A China liberou um modelo de certificado sanitário que vai ajudar os produtores brasileiros a vender polpas e frutas congeladas para o país asiático.
A China deu mais um passo para ampliar a entrada de produtos brasileiros em seu mercado ao disponibilizar os procedimentos necessários para a exportação de polpas e frutas congeladas produzidas no Brasil.
A medida permite que empresas brasileiras interessadas iniciem o processo de habilitação para vender esses produtos ao país asiático.
- A China liberou um novo modelo de certificado sanitário para frutas congeladas brasileiras.
- Frutas como açaí, manga, goiaba, abacaxi e maracujá estão na lista das permitidas.
- As empresas precisam se registrar no sistema Cifer para poder exportar.
- O certificado sanitário oficial entre Brasil e China é obrigatório para as vendas.
- A medida pode aumentar as exportações do Brasil para a China, um dos maiores mercados do mundo.
Segundo o Ministério da Agricultura e Pecuária, a Administração-Geral das Alfândegas da China (GACC) incluiu em seu sistema o modelo de certificado sanitário que será exigido nas exportações brasileiras de polpas e frutas congeladas.
Com isso, os estabelecimentos interessados já podem dar entrada no registro junto ao sistema China Import Food Enterprise Registration (Cifer), etapa obrigatória para acessar o mercado chinês, informou o ministério.
A autorização vale para produtos obtidos de espécies de frutas já reconhecidas como alimentos pelas autoridades chinesas. Entre elas estão açaí, manga, goiaba, abacaxi e maracujá, além de outras frutas permitidas para consumo humano no país.
De acordo com as regras chinesas, frutas que ainda não tenham sido reconhecidas como alimento permanecem sujeitas a procedimentos regulatórios específicos previstos na legislação local para novos alimentos.
Orientações para exportadores
O registro no sistema Cifer deve ser feito diretamente pelo estabelecimento exportador, que é responsável pela apresentação da documentação exigida.
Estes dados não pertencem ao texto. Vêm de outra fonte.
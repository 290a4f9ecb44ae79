//! Outlier cut-offs for one-dimensional samples.
//!
//! Two classic rules are provided:
//!
//! - [`Method::StdDev`]: anything further than `k` standard deviations from the mean is an
//!   outlier (`k = 3` by default).
//! - [`Method::Iqr`]: Tukey's fences, `q25 - k * IQR` and `q75 + k * IQR` (`k = 1.5` by default).
//!
//! ```
//! use outlier_fences::{classify, compute_bounds, Method};
//!
//! let sample = [10., 12., 12., 13., 12., 11., 14., 13., 15., 10., 10., 100.];
//! let bounds = compute_bounds(&sample, Method::Iqr, 1.5).unwrap();
//! assert_eq!((bounds.lower, bounds.upper), (7.0, 17.0));
//!
//! let (outliers, inliers) = classify(&sample, bounds.lower, bounds.upper).into_parts();
//! assert_eq!(outliers, vec![100.]);
//! assert_eq!(inliers.len(), 11);
//! ```
//!
//! A value sitting exactly on a bound is *not* an outlier.

#![allow(clippy::float_cmp)]

use std::fmt;
use std::str::FromStr;

use serde_derive::{Deserialize, Serialize};

mod detector;
mod error;
mod format;
#[cfg(feature = "plotters")]
pub mod plot;

pub mod cli;
pub mod report;
pub mod source;
pub mod stats;

pub use crate::detector::{Analysis, OutlierDetector};
pub use crate::error::{DomainError, Error, Result};
pub use crate::stats::univariate::outliers::{Bounds, Classification, Label};
pub use crate::stats::univariate::Sample;
pub use crate::stats::Float;

use crate::stats::univariate::outliers::{partition, sigma, tukey};

/// Rule used to derive the outlier bounds
#[derive(Clone, Copy, Debug, PartialEq, Eq, Hash, Serialize, Deserialize)]
#[serde(rename_all = "lowercase")]
pub enum Method {
    /// `mean ± k * std_dev`, population standard deviation
    StdDev,
    /// `[q25 - k * IQR, q75 + k * IQR]`, percentiles by linear interpolation
    Iqr,
}

impl Method {
    /// The conventional cut-off factor: 3 for `StdDev`, 1.5 for `Iqr`
    pub fn default_cut_off(self) -> f64 {
        match self {
            Method::StdDev => sigma::DEFAULT_CUT_OFF,
            Method::Iqr => tukey::DEFAULT_CUT_OFF,
        }
    }

    /// Smallest sample the method accepts
    pub fn min_points(self) -> usize {
        match self {
            Method::StdDev => sigma::MIN_POINTS,
            Method::Iqr => 1,
        }
    }

    fn as_str(self) -> &'static str {
        match self {
            Method::StdDev => "stddev",
            Method::Iqr => "iqr",
        }
    }
}

impl Default for Method {
    fn default() -> Method {
        Method::Iqr
    }
}

impl fmt::Display for Method {
    fn fmt(&self, f: &mut fmt::Formatter<'_>) -> fmt::Result {
        f.write_str(self.as_str())
    }
}

impl FromStr for Method {
    type Err = String;

    fn from_str(s: &str) -> ::std::result::Result<Method, String> {
        match s.to_ascii_lowercase().as_str() {
            "stddev" | "std-dev" | "sigma" => Ok(Method::StdDev),
            "iqr" | "tukey" => Ok(Method::Iqr),
            other => Err(format!(
                "unknown method {:?}, expected `stddev` or `iqr`",
                other
            )),
        }
    }
}

/// Computes the outlier bounds of `sample`
///
/// # Errors
///
/// - [`DomainError::InvalidCutOff`] if `k` is negative, `NaN` or infinite
/// - [`DomainError::EmptySample`] / [`DomainError::NonFinite`] if `sample` is not a valid
///   [`Sample`]
/// - [`DomainError::TooFewPoints`] if `sample` is smaller than [`Method::min_points`]
/// - [`DomainError::BoundsOverflow`] if a bound doesn't fit in `A`, e.g. when the sample spans
///   most of the floating point range
///
/// The returned bounds are always finite and satisfy `lower <= upper`.
pub fn compute_bounds<A>(
    sample: &[A],
    method: Method,
    k: A,
) -> ::std::result::Result<Bounds<A>, DomainError>
where
    A: Float,
{
    check_cut_off(k)?;

    let sample = Sample::new(sample)?;

    let bounds = match method {
        Method::StdDev => sigma::fences(sample, k)?,
        Method::Iqr => tukey::fences(sample, k),
    };

    checked_bounds(method, k, sample.len(), bounds)
}

fn check_cut_off<A>(k: A) -> ::std::result::Result<(), DomainError>
where
    A: Float,
{
    if !k.is_finite() || k < A::cast(0) {
        return Err(DomainError::InvalidCutOff(k.as_f64()));
    }

    Ok(())
}

/// Rejects bounds that overflowed while being computed
pub(crate) fn checked_bounds<A>(
    method: Method,
    k: A,
    size: usize,
    bounds: Bounds<A>,
) -> ::std::result::Result<Bounds<A>, DomainError>
where
    A: Float,
{
    // NB also catches `NaN`s, which compare false
    if !(bounds.lower.is_finite() && bounds.upper.is_finite() && bounds.lower <= bounds.upper) {
        tracing::debug!(
            "{} bounds with k = {} over {} points overflowed: [{}, {}]",
            method,
            k,
            size,
            bounds.lower,
            bounds.upper
        );

        return Err(DomainError::BoundsOverflow {
            method,
            cut_off: k.as_f64(),
        });
    }

    tracing::debug!(
        "{} bounds with k = {} over {} points: [{}, {}]",
        method,
        k,
        size,
        bounds.lower,
        bounds.upper
    );

    Ok(bounds)
}

/// Splits `sample` into `(outliers, inliers)`
///
/// `x` is an outlier iff `x < lower` or `x > upper`. Both halves keep the order of `sample`.
pub fn classify<A>(sample: &[A], lower: A, upper: A) -> Classification<A>
where
    A: Float,
{
    partition(sample, Bounds { lower, upper })
}

#[cfg(test)]
mod tests {
    use approx::relative_eq;
    use quickcheck::{quickcheck, TestResult};

    use super::*;
    use crate::stats::test::scaled_vec;

    const EXAMPLE: [f64; 12] = [
        10., 12., 12., 13., 12., 11., 14., 13., 15., 10., 10., 100.,
    ];

    #[test]
    fn iqr_example() {
        let bounds = compute_bounds(&EXAMPLE, Method::Iqr, 1.5).unwrap();

        assert!(relative_eq!(bounds.lower, 7.0));
        assert!(relative_eq!(bounds.upper, 17.0));

        let (outliers, inliers) = classify(&EXAMPLE, bounds.lower, bounds.upper).into_parts();
        assert_eq!(outliers, vec![100.]);
        assert_eq!(inliers, EXAMPLE[..11].to_vec());
    }

    #[test]
    fn stddev_bounds_are_inclusive() {
        let bounds = compute_bounds(&[45., 55.], Method::StdDev, 3.).unwrap();
        assert_eq!((bounds.lower, bounds.upper), (35., 65.));

        let classification = classify(&[35., 65.0, 65.0001, 34.9999], bounds.lower, bounds.upper);
        assert_eq!(classification.inliers, vec![35., 65.]);
        assert_eq!(classification.outliers, vec![65.0001, 34.9999]);
    }

    #[test]
    fn values_on_the_bounds_are_inliers() {
        for &method in &[Method::StdDev, Method::Iqr] {
            let mut sample = scaled_vec(50, 7, 10.);
            let bounds = compute_bounds(&sample, method, 1.).unwrap();
            sample.push(bounds.lower);
            sample.push(bounds.upper);

            let classification = classify(&sample, bounds.lower, bounds.upper);
            assert!(!classification.outliers.contains(&bounds.lower));
            assert!(!classification.outliers.contains(&bounds.upper));
        }
    }

    #[test]
    fn identical_values_collapse_the_bounds() {
        let sample = [4.5; 9];

        for &method in &[Method::StdDev, Method::Iqr] {
            let bounds = compute_bounds(&sample, method, method.default_cut_off()).unwrap();
            assert_eq!((bounds.lower, bounds.upper), (4.5, 4.5));
            assert!(classify(&sample, bounds.lower, bounds.upper)
                .outliers
                .is_empty());
        }
    }

    #[test]
    fn zero_cut_off() {
        let sample = [1., 2., 3., 4., 5.];

        let bounds = compute_bounds(&sample, Method::StdDev, 0.).unwrap();
        assert_eq!((bounds.lower, bounds.upper), (3., 3.));

        let bounds = compute_bounds(&sample, Method::Iqr, 0.).unwrap();
        assert_eq!((bounds.lower, bounds.upper), (2., 4.));
    }

    #[test]
    fn domain_errors() {
        let empty: [f64; 0] = [];

        assert_eq!(
            compute_bounds(&empty, Method::Iqr, 1.5),
            Err(DomainError::EmptySample)
        );
        assert_eq!(
            compute_bounds(&[1.], Method::StdDev, 3.),
            Err(DomainError::TooFewPoints {
                method: Method::StdDev,
                required: 2,
                actual: 1,
            })
        );
        assert_eq!(
            compute_bounds(&[1., 2.], Method::Iqr, -1.),
            Err(DomainError::InvalidCutOff(-1.))
        );
        assert!(compute_bounds(&[1., 2.], Method::Iqr, f64::NAN).is_err());
        assert_eq!(
            compute_bounds(&[1., f64::INFINITY], Method::Iqr, 1.5),
            Err(DomainError::NonFinite { index: 1 })
        );
        assert!(compute_bounds(&[1.], Method::Iqr, 1.5).is_ok());
    }

    #[test]
    fn extreme_samples_never_give_nan_bounds() {
        let max = f64::MAX;

        for &method in &[Method::StdDev, Method::Iqr] {
            assert_eq!(
                compute_bounds(&[-max, max], method, 1.5),
                Err(DomainError::BoundsOverflow {
                    method,
                    cut_off: 1.5,
                })
            );
        }

        assert_eq!(
            compute_bounds(&[max, max, -max, 0.], Method::StdDev, 3.),
            Err(DomainError::BoundsOverflow {
                method: Method::StdDev,
                cut_off: 3.,
            })
        );
    }

    #[test]
    fn extreme_samples_with_representable_bounds() {
        let max = f64::MAX;

        let bounds = compute_bounds(&[max, max, -max, 0.], Method::StdDev, 0.).unwrap();
        assert_eq!((bounds.lower, bounds.upper), (max / 4., max / 4.));

        let bounds = compute_bounds(&[-max, max], Method::Iqr, 0.).unwrap();
        assert!(bounds.lower.is_finite() && bounds.upper.is_finite());
        assert!(bounds.lower <= bounds.upper);
        assert!(relative_eq!(bounds.upper, max / 2., max_relative = 1e-12));

        // q25 and q75 are about -max / 16 and max / 16, so the fences stay near -max / 4 and max / 4
        let eighth = max / 8.;
        let bounds = compute_bounds(&[-eighth, eighth], Method::Iqr, 1.5).unwrap();
        assert!(bounds.lower.is_finite() && bounds.upper.is_finite());
        let (outliers, inliers) =
            classify(&[-eighth, eighth], bounds.lower, bounds.upper).into_parts();
        assert!(outliers.is_empty());
        assert_eq!(inliers.len(), 2);
    }

    #[test]
    fn deterministic() {
        let sample = scaled_vec(200, 3, 100.);

        for &method in &[Method::StdDev, Method::Iqr] {
            let a = compute_bounds(&sample, method, 2.).unwrap();
            let b = compute_bounds(&sample, method, 2.).unwrap();
            assert_eq!(a, b);
            assert_eq!(
                classify(&sample, a.lower, a.upper),
                classify(&sample, b.lower, b.upper)
            );
        }
    }

    #[test]
    fn method_names() {
        assert_eq!("stddev".parse(), Ok(Method::StdDev));
        assert_eq!("IQR".parse(), Ok(Method::Iqr));
        assert!("median".parse::<Method>().is_err());
        assert_eq!(Method::StdDev.to_string(), "stddev");
        assert_eq!(Method::default(), Method::Iqr);
    }

    #[test]
    fn smallest_accepted_samples() {
        for &method in &[Method::StdDev, Method::Iqr] {
            let sample = vec![1.; method.min_points()];
            assert!(compute_bounds(&sample, method, 1.).is_ok());
            assert!(compute_bounds(&sample[1..], method, 1.).is_err());
        }
    }

    quickcheck! {
        fn classification_is_a_partition(seed: u64, size: u8) -> TestResult {
            if size < 2 {
                return TestResult::discard();
            }

            let sample = scaled_vec(size as usize, seed, 1000.);
            let bounds = compute_bounds(&sample, Method::Iqr, 1.5).unwrap();
            let classification = classify(&sample, bounds.lower, bounds.upper);

            let mut joined = classification.outliers.clone();
            joined.extend_from_slice(&classification.inliers);
            joined.sort_by(|a, b| a.partial_cmp(b).unwrap());
            let mut expected = sample.clone();
            expected.sort_by(|a, b| a.partial_cmp(b).unwrap());

            TestResult::from_bool(joined == expected)
        }
    }

    quickcheck! {
        fn wider_cut_off_finds_fewer_outliers(seed: u64, k1: u8, k2: u8) -> TestResult {
            if k1 >= k2 {
                return TestResult::discard();
            }
            let (k1, k2) = (f64::from(k1) / 10., f64::from(k2) / 10.);

            let mut sample = scaled_vec(100, seed, 10.);
            sample.extend_from_slice(&[50., -80., 120.]);

            for &method in &[Method::StdDev, Method::Iqr] {
                let narrow = compute_bounds(&sample, method, k1).unwrap();
                let wide = compute_bounds(&sample, method, k2).unwrap();
                let narrow = classify(&sample, narrow.lower, narrow.upper).outliers;
                let wide = classify(&sample, wide.lower, wide.upper).outliers;

                if !wide.iter().all(|x| narrow.contains(x)) {
                    return TestResult::failed();
                }
            }

            TestResult::passed()
        }
    }
}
Após a análise e aprovação pela autoridade chinesa, a empresa recebe um número de registro, requisito indispensável para realizar embarques ao país.
As exportações também deverão ser acompanhadas pelo certificado sanitário oficial acordado entre Brasil e China.
Antes de iniciar o processo de habilitação, o Ministério da Agricultura orienta os exportadores a consultarem os requisitos e procedimentos estabelecidos pelas autoridades chinesas.
Após a aprovação do registro pela GACC e a emissão do certificado sanitário pela autoridade brasileira competente, as vendas poderão ser realizadas de acordo com as exigências sanitárias e aduaneiras em vigor.